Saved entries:
..........

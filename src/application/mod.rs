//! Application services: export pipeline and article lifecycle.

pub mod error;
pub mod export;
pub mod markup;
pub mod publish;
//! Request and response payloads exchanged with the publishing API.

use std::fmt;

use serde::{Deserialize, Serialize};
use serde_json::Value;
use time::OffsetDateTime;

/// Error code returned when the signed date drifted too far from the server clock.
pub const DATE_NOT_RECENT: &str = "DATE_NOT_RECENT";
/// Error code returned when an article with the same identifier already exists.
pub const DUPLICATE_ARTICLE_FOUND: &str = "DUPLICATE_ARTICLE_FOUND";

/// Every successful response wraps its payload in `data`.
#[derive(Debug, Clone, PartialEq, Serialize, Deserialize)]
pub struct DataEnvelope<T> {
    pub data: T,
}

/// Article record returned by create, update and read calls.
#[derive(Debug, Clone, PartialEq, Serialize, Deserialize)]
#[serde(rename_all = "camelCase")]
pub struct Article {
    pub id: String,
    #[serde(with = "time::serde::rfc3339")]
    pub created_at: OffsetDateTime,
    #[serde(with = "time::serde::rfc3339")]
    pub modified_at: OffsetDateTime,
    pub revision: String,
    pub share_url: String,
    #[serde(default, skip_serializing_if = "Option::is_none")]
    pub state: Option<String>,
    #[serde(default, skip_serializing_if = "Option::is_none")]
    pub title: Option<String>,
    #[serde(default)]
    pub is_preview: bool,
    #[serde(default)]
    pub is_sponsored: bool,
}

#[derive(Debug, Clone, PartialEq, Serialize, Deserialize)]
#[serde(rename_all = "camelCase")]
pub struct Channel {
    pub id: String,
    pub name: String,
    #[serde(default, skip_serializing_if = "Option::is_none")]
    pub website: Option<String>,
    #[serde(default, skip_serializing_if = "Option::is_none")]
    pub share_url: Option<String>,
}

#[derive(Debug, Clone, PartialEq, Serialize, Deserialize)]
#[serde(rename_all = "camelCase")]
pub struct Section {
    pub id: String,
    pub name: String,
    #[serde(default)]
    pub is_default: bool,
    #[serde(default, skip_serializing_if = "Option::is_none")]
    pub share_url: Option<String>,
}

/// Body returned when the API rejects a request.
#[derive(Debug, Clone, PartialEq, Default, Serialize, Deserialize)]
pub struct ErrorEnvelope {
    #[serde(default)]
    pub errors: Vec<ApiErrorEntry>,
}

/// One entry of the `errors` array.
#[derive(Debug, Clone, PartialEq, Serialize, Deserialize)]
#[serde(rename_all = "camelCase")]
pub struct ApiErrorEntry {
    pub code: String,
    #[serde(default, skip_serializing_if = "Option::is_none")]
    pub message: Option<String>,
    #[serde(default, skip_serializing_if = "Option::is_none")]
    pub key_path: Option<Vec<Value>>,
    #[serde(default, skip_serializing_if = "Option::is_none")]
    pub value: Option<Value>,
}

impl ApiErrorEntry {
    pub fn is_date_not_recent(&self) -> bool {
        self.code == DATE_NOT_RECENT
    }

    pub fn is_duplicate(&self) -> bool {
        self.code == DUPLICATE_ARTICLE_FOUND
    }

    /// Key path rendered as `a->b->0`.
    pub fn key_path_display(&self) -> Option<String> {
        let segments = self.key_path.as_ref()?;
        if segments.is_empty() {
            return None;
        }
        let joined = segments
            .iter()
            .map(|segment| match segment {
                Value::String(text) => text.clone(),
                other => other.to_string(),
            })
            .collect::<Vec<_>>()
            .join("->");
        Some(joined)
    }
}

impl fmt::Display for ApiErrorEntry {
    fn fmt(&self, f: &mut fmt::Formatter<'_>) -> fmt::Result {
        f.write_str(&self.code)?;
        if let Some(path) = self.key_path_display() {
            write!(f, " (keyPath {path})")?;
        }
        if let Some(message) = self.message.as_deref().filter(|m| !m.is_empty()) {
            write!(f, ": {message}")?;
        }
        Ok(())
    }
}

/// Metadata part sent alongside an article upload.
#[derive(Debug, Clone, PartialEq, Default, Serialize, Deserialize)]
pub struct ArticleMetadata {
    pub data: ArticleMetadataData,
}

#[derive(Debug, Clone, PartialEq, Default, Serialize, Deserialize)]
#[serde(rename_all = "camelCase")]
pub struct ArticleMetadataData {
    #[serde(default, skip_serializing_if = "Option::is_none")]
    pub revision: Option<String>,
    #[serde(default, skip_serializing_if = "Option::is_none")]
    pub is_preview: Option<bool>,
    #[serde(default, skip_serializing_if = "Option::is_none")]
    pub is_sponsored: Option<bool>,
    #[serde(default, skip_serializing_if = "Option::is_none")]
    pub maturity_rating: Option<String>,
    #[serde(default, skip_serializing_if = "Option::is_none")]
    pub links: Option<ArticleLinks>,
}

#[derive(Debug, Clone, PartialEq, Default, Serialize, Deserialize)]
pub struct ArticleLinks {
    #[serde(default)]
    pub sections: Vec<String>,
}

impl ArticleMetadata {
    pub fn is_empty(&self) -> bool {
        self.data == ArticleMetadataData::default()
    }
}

..........

Your instructions:
The required answer is each line of the data in which the word "ArticleMetadataData" appears.

Output for this task:
    pub data: ArticleMetadataData,
pub struct ArticleMetadataData {
        self.data == ArticleMetadataData::default()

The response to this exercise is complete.